The Kingdom of Saudi Arabia (KSA) has waged an unrelenting and brutal war against the civilian population of Yemen since the spring of 2015 with full-throated diplomatic and material support from the United States. Spanning the administrations of both Barack Obama and President Donald Trump, the U.S. role in that war is increasingly fraught with legal liability due to American knowledge of the extreme casualties that have resulted from airstrikes.
“The United Nations estimates that from March 2015 to November 2018 there were 17,640 combat-related civilian casualties in Yemen, including 10,852 caused by Coalition airstrikes,” a recent report by the Office of the Inspector General (OIG) for the U.S. Department of State notes. “High-profile incidents include a March 2016 strike on a market that killed 97 civilians, an October 2016 attack on a funeral hall that killed 140, and an August 2018 strike on a school bus that killed 51, including 40 children.”
That same report implicated “U.S. defense firms” as the likely source of the weapons used “in each of these airstrikes” and noted that such arms sales would have legally been subject to an “arms transfer review process” that was effectively short-circuited by an executive branch emergency certification in May of last year.
The emergency certification was previously described as “phony” by House Foreign Affairs Committee Chair Eliot Engel (D-N.Y.) in a statement regarding the surprise ouster of former State Department inspector general Steve Linick earlier this year.
Recall: Secretary of State Mike Pompeo expressly asked Trump to axe Linick and the 45th president complied–spurring a significant amount of press coverage regarding a relatively pedestrian inquiry focusing on abuse of power and corruption allegations that focused on a low-level political appointee attending to the secretary’s dry cleaning and similar domestic-themed errands.
But it apparently wasn’t anyone’s actual laundry that prompted the swift dismissal of the State Department’s lead watchdog.
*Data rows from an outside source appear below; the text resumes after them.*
mod admin;
mod stats;
mod workflows;

use std::sync::Arc;

use axum::{
    extract::State,
    http::{header, HeaderName, Method, StatusCode},
    response::IntoResponse,
    routing::{get, post},
    Extension, Json, Router,
};
use chrono::{DateTime, Utc};
use serde::Serialize;
use tower::ServiceBuilder;
use tower_http::cors::CorsLayer;
use tower_http::trace::TraceLayer;

use wfpulse_ingest::Collector;
use wfpulse_store::SnapshotStore;

use crate::middleware::{request_id, RequestId};

#[derive(Clone)]
pub struct AppState {
    pub store: Arc<SnapshotStore>,
    pub collector: Arc<Collector>,
}

#[derive(Debug, Serialize)]
pub struct ApiResponse<T: Serialize> {
    pub data: T,
    pub meta: ResponseMeta,
}

#[derive(Debug, Serialize)]
pub struct ResponseMeta {
    pub request_id: String,
    pub timestamp: DateTime<Utc>,
}

#[derive(Debug, Serialize)]
pub struct ApiError {
    pub error: ErrorBody,
    pub meta: ResponseMeta,
}

#[derive(Debug, Serialize)]
pub struct ErrorBody {
    pub code: String,
    pub message: String,
}

#[derive(Debug, Serialize)]
struct HealthData {
    status: &'static str,
    snapshot: &'static str,
}

impl ResponseMeta {
    pub(super) fn new(request_id: String) -> Self {
        Self {
            request_id,
            timestamp: Utc::now(),
        }
    }
}

impl ApiError {
    pub fn new(
        request_id: impl Into<String>,
        code: impl Into<String>,
        message: impl Into<String>,
    ) -> Self {
        Self {
            error: ErrorBody {
                code: code.into(),
                message: message.into(),
            },
            meta: ResponseMeta::new(request_id.into()),
        }
    }
}

impl IntoResponse for ApiError {
    fn into_response(self) -> axum::response::Response {
        let status = match self.error.code.as_str() {
            "not_found" => StatusCode::NOT_FOUND,
            "bad_request" | "validation_error" => StatusCode::BAD_REQUEST,
            _ => StatusCode::INTERNAL_SERVER_ERROR,
        };
        (status, Json(self)).into_response()
    }
}

fn build_cors() -> CorsLayer {
    CorsLayer::new()
        .allow_origin(tower_http::cors::Any)
        .allow_methods([Method::GET, Method::POST])
        .allow_headers([
            header::CONTENT_TYPE,
            HeaderName::from_static("x-request-id"),
        ])
}

async fn health(
    State(state): State<AppState>,
    Extension(req_id): Extension<RequestId>,
) -> Json<ApiResponse<HealthData>> {
    let snapshot = if state.store.load_all().is_empty() {
        "empty"
    } else {
        "present"
    };
    Json(ApiResponse {
        data: HealthData {
            status: "ok",
            snapshot,
        },
        meta: ResponseMeta::new(req_id.0),
    })
}

pub fn build_app(state: AppState) -> Router {
    Router::new()
        .route("/api/v1/health", get(health))
        .route("/api/v1/workflows", get(workflows::list_workflows))
        .route("/api/v1/stats", get(stats::get_stats))
        .route("/api/v1/admin/refresh", post(admin::refresh))
        .layer(
            ServiceBuilder::new()
                .layer(TraceLayer::new_for_http())
                .layer(build_cors())
                .layer(axum::middleware::from_fn(request_id)),
        )
        .with_state(state)
}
According to one anonymously-sourced report by Politico, Linick had briefed higher-ups on his likely conclusions and Pompeo had resolutely refused to testify about the arms sales. The Intercept also ran a story citing an anonymous “Democratic congressional source” who claimed Trump had only invoked his emergency powers to bypass the Senate and the Arms Export Control Act of 1976 (AECA).
Limited by the AECA’s broad grant of authority to the president, the State Department OIG gave the administration a clean bill of health on the emergency certification but came to a different conclusion about whether or not the arms sales themselves were fully compliant with the law.
“OIG found that the Department did not fully assess risks and implement mitigation measures to reduce civilian casualties and legal concerns associated with the transfer of [arms] included in the Secretary’s May 2019 emergency certification,” the report notes.
The report promises a great deal of information along these lines on two separate occasions as well: (1) “As described below, OIG found that the Department did not fully assess risks and implement mitigation measures to reduce civilian casualties and legal concerns associated with the transfer of PGMs included in the Secretary’s May 2019 emergency certification”; and (2) “OIG found the Department did not fully assess risks and implement mitigation measures to reduce civilian casualties and legal concerns. This matter is described in detail in the classified annex to the report.”
Trump administration officials successfully buried the details of those legal flubs in a classified portion of that report–meaning that public oversight of the legal issues at stake here is effectively limited to knowing that they exist. Additionally, the relevant classified information is substantially redacted–meaning that congressional oversight of the administration’s legal foibles in this regard is also extremely limited.
Per the OIG report’s explanation:
Although the Department withheld relatively little information in the unclassified portion of the report, it withheld significant information in the classified annex necessary to understand OIG’s finding and recommendation. The Department asserted that the redactions made to the classified annex should be withheld from Congress because the underlying information implicates “executive branch confidentiality interests, including executive privilege.”
Even before that, however, the Obama administration made a conscious decision to do some burying of its own.
According to the New York Times, an Obama-era lawyer in the State Department determined that U.S. personnel were “plausibly” on the hook for war crimes committed by the KSA-led coalition of which the Americans were a substantial materiel-providing part, that report was “shared with some agency officials” but “the department’s top lawyers decided not to send the analysis to the secretary of state’s office.”
“If I were in the State Department, I would be freaking out about my potential for liability,” Yale Law School professor and former Obama administration national security attorney Oona Hathaway, told the Times. “I think anyone who’s involved in this program should get themselves a lawyer. It’s very dangerous territory the U.S. is in, continuing to provide support given the number of civilians who have been killed.”
Under the various laws of war, all nation states–including the United States–are prohibited from approving arms transfers in cases where the arms dealing party has knowledge that the transferred arms will be used to commit attacks directed against civilians. Under current U.S. policy–current as of 2018–the State Department has to have knowledge that the arms will be used to “intentionally” target civilians to run afoul of this longstanding legal prohibition.